Oren Caspi, Manhal Habib, Yuval Cohen, Arthur Kerner, Ariel Roguin, Eitan Abergel, Monther Boulos, Michael R Kapeliovich, Rafael Beyar, Eugenia Nikolsky, Doron Aronson
Journal of the American Heart Association 2017 June 24, 6 (6)

BACKGROUND: Acute kidney injury (AKI) following primary percutaneous coronary intervention (pPCI) is frequently interpreted as contrast-induced AKI but may result from other insults. We aimed to determine the causal association of contrast material exposure and the incidence of AKI following pPCI using a control group of propensity score-matched patients with ST-segment-elevation myocardial infarction who were not exposed to contrast material.

METHODS AND RESULTS: We studied 2025 patients with ST-segment-elevation myocardial infarction who underwent pPCI and 1025 patients receiving fibrinolysis or no reperfusion who were not exposed to contrast material during the first 72 hours of hospital stay (control group). AKI was defined as creatinine of ≥0.5 mg/dL or >25% rise within 72 hours. AKI rates were similar in the pPCI and control groups (10.3% versus 12.1%, respectively; P =0.38). Propensity score matching resulted in 931 matched pairs with PCI and no PCI, with balanced baseline covariates (standardized difference <0.1). Among propensity score-matched patients, AKI rates were not significantly different with and without PCI (8.6% versus 10.9%, P =0.12). In the pPCI cohort, independent predictors of AKI included age ≥70 years, insulin-treated diabetes mellitus, diuretic therapy, anterior infarction, baseline estimated glomerular filtration rate, and variables related to the presence of pump failure (higher Killip class, intra-aortic balloon pump use) and reduced left ventricular ejection fraction but not contrast material dose. A risk score based on the PCI cohort had similar discriminatory capacity for AKI in the control group (C statistic 0.81±0.02 and 0.78±0.02, respectively; P =0.26).

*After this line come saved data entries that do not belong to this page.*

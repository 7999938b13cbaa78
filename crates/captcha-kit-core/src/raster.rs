use serde::{Deserialize, Serialize};

/// Errors produced when building or slicing a [`Raster`].
#[derive(thiserror::Error, Debug, Clone, PartialEq, Eq)]
pub enum RasterError {
    #[error("unsupported channel count {0} (expected 1, 3 or 4)")]
    UnsupportedChannels(usize),

    #[error("invalid raster buffer length (expected {expected} bytes, got {got})")]
    InvalidBufferLength { expected: usize, got: usize },

    #[error("crop {width}x{height}+{x}+{y} exceeds raster bounds {raster_width}x{raster_height}")]
    CropOutOfBounds {
        x: usize,
        y: usize,
        width: usize,
        height: usize,
        raster_width: usize,
        raster_height: usize,
    },

    #[error("no opaque pixels bound a non-empty region in a {width}x{height} raster")]
    NoOpaqueRegion { width: usize, height: usize },
}

/// Sample layout of a raster pixel.
#[derive(Clone, Copy, Debug, PartialEq, Eq, Hash, Serialize, Deserialize)]
#[serde(rename_all = "lowercase")]
pub enum Channels {
    Gray,
    Rgb,
    Rgba,
}

impl Channels {
    #[inline]
    pub fn count(self) -> usize {
        match self {
            Channels::Gray => 1,
            Channels::Rgb => 3,
            Channels::Rgba => 4,
        }
    }

    pub fn from_count(count: usize) -> Result<Self, RasterError> {
        match count {
            1 => Ok(Channels::Gray),
            3 => Ok(Channels::Rgb),
            4 => Ok(Channels::Rgba),
            other => Err(RasterError::UnsupportedChannels(other)),
        }
    }

    #[inline]
    pub fn has_alpha(self) -> bool {
        matches!(self, Channels::Rgba)
    }
}

/// Owned 8-bit raster, row-major with interleaved channels.
///
/// Every algorithm in the workspace treats rasters as immutable input and
/// returns a new raster when it transforms one.
#[derive(Clone, Debug, PartialEq, Eq)]
pub struct Raster {
    width: usize,
    height: usize,
    channels: Channels,
    data: Vec<u8>, // len = width * height * channels
}

impl Raster {
    pub fn new(
        width: usize,
        height: usize,
        channels: Channels,
        data: Vec<u8>,
    ) -> Result<Self, RasterError> {
        let expected = width * height * channels.count();
        if data.len() != expected {
            return Err(RasterError::InvalidBufferLength {
                expected,
                got: data.len(),
            });
        }
        Ok(Self {
            width,
            height,
            channels,
            data,
        })
    }

    pub fn gray(width: usize, height: usize, data: Vec<u8>) -> Result<Self, RasterError> {
        Self::new(width, height, Channels::Gray, data)
    }

    pub fn rgb(width: usize, height: usize, data: Vec<u8>) -> Result<Self, RasterError> {
        Self::new(width, height, Channels::Rgb, data)
    }

    pub fn rgba(width: usize, height: usize, data: Vec<u8>) -> Result<Self, RasterError> {
        Self::new(width, height, Channels::Rgba, data)
    }

    /// Raster with every sample set to `fill`.
    pub fn blank(width: usize, height: usize, channels: Channels, fill: u8) -> Self {
        Self {
            width,
            height,
            channels,
            data: vec![fill; width * height * channels.count()],
        }
    }

    #[inline]
    pub fn width(&self) -> usize {
        self.width
    }

    #[inline]
    pub fn height(&self) -> usize {
        self.height
    }

    #[inline]
    pub fn channels(&self) -> Channels {
        self.channels
    }

    #[inline]
    pub fn is_empty(&self) -> bool {
        self.width == 0 || self.height == 0
    }

    #[inline]
    pub fn as_raw(&self) -> &[u8] {
        &self.data
    }

    pub fn into_raw(self) -> Vec<u8> {
        self.data
    }

    /// Samples of the pixel at `(x, y)`. Panics when out of bounds, like slice indexing.
    #[inline]
    pub fn pixel(&self, x: usize, y: usize) -> &[u8] {
        let c = self.channels.count();
        let idx = (y * self.width + x) * c;
        &self.data[idx..idx + c]
    }

    #[inline]
    pub fn pixel_mut(&mut self, x: usize, y: usize) -> &mut [u8] {
        let c = self.channels.count();
        let idx = (y * self.width + x) * c;
        &mut self.data[idx..idx + c]
    }

    /// RGB triple at `(x, y)`; gray is replicated, alpha is ignored.
    #[inline]
    pub fn rgb_at(&self, x: usize, y: usize) -> [u8; 3] {
        let p = self.pixel(x, y);
        match self.channels {
            Channels::Gray => [p[0], p[0], p[0]],
            Channels::Rgb | Channels::Rgba => [p[0], p[1], p[2]],
        }
    }

    /// Alpha at `(x, y)`; rasters without an alpha channel are opaque.
    #[inline]
    pub fn alpha_at(&self, x: usize, y: usize) -> u8 {
        match self.channels {
            Channels::Rgba => self.data[(y * self.width + x) * 4 + 3],
            Channels::Gray | Channels::Rgb => 255,
        }
    }

    /// Luma `0.299R + 0.587G + 0.114B` as a float.
    #[inline]
    pub fn luma_at(&self, x: usize, y: usize) -> f64 {
        let [r, g, b] = self.rgb_at(x, y);
        0.299 * r as f64 + 0.587 * g as f64 + 0.114 * b as f64
    }

    /// Single-channel raster of truncated luma values.
    pub fn to_gray(&self) -> Raster {
        let mut data = Vec::with_capacity(self.width * self.height);
        for y in 0..self.height {
            for x in 0..self.width {
                data.push(self.luma_at(x, y) as u8);
            }
        }
        Raster {
            width: self.width,
            height: self.height,
            channels: Channels::Gray,
            data,
        }
    }

    /// Three-channel copy. Gray samples are duplicated into R=G=B, alpha is dropped.
    pub fn to_rgb(&self) -> Raster {
        if self.channels == Channels::Rgb {
            return self.clone();
        }
        let mut data = Vec::with_capacity(self.width * self.height * 3);
        for y in 0..self.height {
            for x in 0..self.width {
                data.extend_from_slice(&self.rgb_at(x, y));
            }
        }
        Raster {
            width: self.width,
            height: self.height,
            channels: Channels::Rgb,
            data,
        }
    }

    /// Copy of the `width x height` block whose top-left corner is `(x, y)`.
    pub fn crop(
        &self,
        x: usize,
        y: usize,
        width: usize,
        height: usize,
    ) -> Result<Raster, RasterError> {
        if x + width > self.width || y + height > self.height {
            return Err(RasterError::CropOutOfBounds {
                x,
                y,
                width,
                height,
                raster_width: self.width,
                raster_height: self.height,
            });
        }
        let c = self.channels.count();
        let mut data = Vec::with_capacity(width * height * c);
        for row in y..y + height {
            let start = (row * self.width + x) * c;
            data.extend_from_slice(&self.data[start..start + width * c]);
        }
        Ok(Raster {
            width,
            height,
            channels: self.channels,
            data,
        })
    }

    /// Resample to `width x height` with pixel-centre bilinear interpolation.
    pub fn resize_bilinear(&self, width: usize, height: usize) -> Raster {
        let mut out = Raster::blank(width, height, self.channels, 0);
        if self.is_empty() || width == 0 || height == 0 {
            return out;
        }
        if width == self.width && height == self.height {
            return self.clone();
        }

        let sx = self.width as f32 / width as f32;
        let sy = self.height as f32 / height as f32;
        let c = self.channels.count();
        for y in 0..height {
            let fy = (y as f32 + 0.5) * sy - 0.5;
            for x in 0..width {
                let fx = (x as f32 + 0.5) * sx - 0.5;
                let dst = out.pixel_mut(x, y);
                for (ch, sample) in dst.iter_mut().enumerate().take(c) {
                    *sample = sample_bilinear(self, fx, fy, ch).round().clamp(0.0, 255.0) as u8;
                }
            }
        }
        out
    }
}

#[inline]
fn get_clamped(src: &Raster, x: i64, y: i64, ch: usize) -> f32 {
    let x = x.clamp(0, src.width as i64 - 1) as usize;
    let y = y.clamp(0, src.height as i64 - 1) as usize;
    src.data[(y * src.width + x) * src.channels.count() + ch] as f32
}

/// Bilinear sample of channel `ch` at a sub-pixel position, clamping at the borders.
///
/// `src` must be non-empty.
#[inline]
pub fn sample_bilinear(src: &Raster, x: f32, y: f32, ch: usize) -> f32 {
    let x0 = x.floor() as i64;
    let y0 = y.floor() as i64;
    let fx = x - x0 as f32;
    let fy = y - y0 as f32;

    let p00 = get_clamped(src, x0, y0, ch);
    let p10 = get_clamped(src, x0 + 1, y0, ch);
    let p01 = get_clamped(src, x0, y0 + 1, ch);
    let p11 = get_clamped(src, x0 + 1, y0 + 1, ch);

    let a = p00 + fx * (p10 - p00);
    let b = p01 + fx * (p11 - p01);
    a + fy * (b - a)
}

#[cfg(test)]
mod tests {
    use super::*;

    fn ramp(width: usize, height: usize) -> Raster {
        let data = (0..width * height).map(|i| (i * 7 % 256) as u8).collect();
        Raster::gray(width, height, data).expect("gray ramp")
    }

    #[test]
    fn rejects_wrong_buffer_length() {
        let err = Raster::rgb(4, 4, vec![0; 47]).unwrap_err();
        assert_eq!(
            err,
            RasterError::InvalidBufferLength {
                expected: 48,
                got: 47
            }
        );
        assert_eq!(
            Channels::from_count(2),
            Err(RasterError::UnsupportedChannels(2))
        );
    }

    #[test]
    fn rgb_promotion_replicates_gray_and_drops_alpha() {
        let gray = Raster::gray(2, 1, vec![10, 200]).unwrap();
        assert_eq!(gray.to_rgb().as_raw(), &[10, 10, 10, 200, 200, 200]);

        let rgba = Raster::rgba(1, 1, vec![1, 2, 3, 0]).unwrap();
        assert_eq!(rgba.to_rgb().as_raw(), &[1, 2, 3]);
        assert_eq!(rgba.alpha_at(0, 0), 0);
        assert_eq!(gray.alpha_at(1, 0), 255);
    }

    #[test]
    fn luma_truncates() {
        let img = Raster::rgb(1, 1, vec![255, 0, 0]).unwrap();
        // 0.299 * 255 = 76.245
        assert_eq!(img.to_gray().as_raw(), &[76]);
    }

    #[test]
    fn crop_copies_block_and_checks_bounds() {
        let img = ramp(5, 4);
        let sub = img.crop(1, 2, 3, 2).unwrap();
        assert_eq!(sub.width(), 3);
        assert_eq!(sub.height(), 2);
        assert_eq!(sub.pixel(0, 0), img.pixel(1, 2));
        assert_eq!(sub.pixel(2, 1), img.pixel(3, 3));
        assert!(matches!(
            img.crop(3, 0, 3, 1),
            Err(RasterError::CropOutOfBounds { .. })
        ));
    }

    #[test]
    fn resize_keeps_constant_images_constant() {
        let img = Raster::blank(7, 3, Channels::Rgb, 42);
        let out = img.resize_bilinear(11, 5);
        assert_eq!(out.width(), 11);
        assert_eq!(out.height(), 5);
        assert!(out.as_raw().iter().all(|&v| v == 42));
    }

    #[test]
    fn resize_same_size_is_identity() {
        let img = ramp(6, 6);
        assert_eq!(img.resize_bilinear(6, 6), img);
    }

    #[test]
    fn bilinear_interpolates_between_neighbours() {
        let img = Raster::gray(2, 1, vec![0, 100]).unwrap();
        let v = sample_bilinear(&img, 0.25, 0.0, 0);
        assert!((v - 25.0).abs() < 1e-4);
        // clamped beyond the right border
        assert!((sample_bilinear(&img, 3.0, 0.0, 0) - 100.0).abs() < 1e-4);
    }
}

CONCLUSIONS: The development of AKI in patients with ST-segment-elevation myocardial infarction undergoing pPCI is mainly related to older age, baseline estimated glomerular filtration rate, heart failure, and hemodynamic instability. Risk for AKI is similar among ST-segment-elevation myocardial infarction patients with and without contrast material exposure.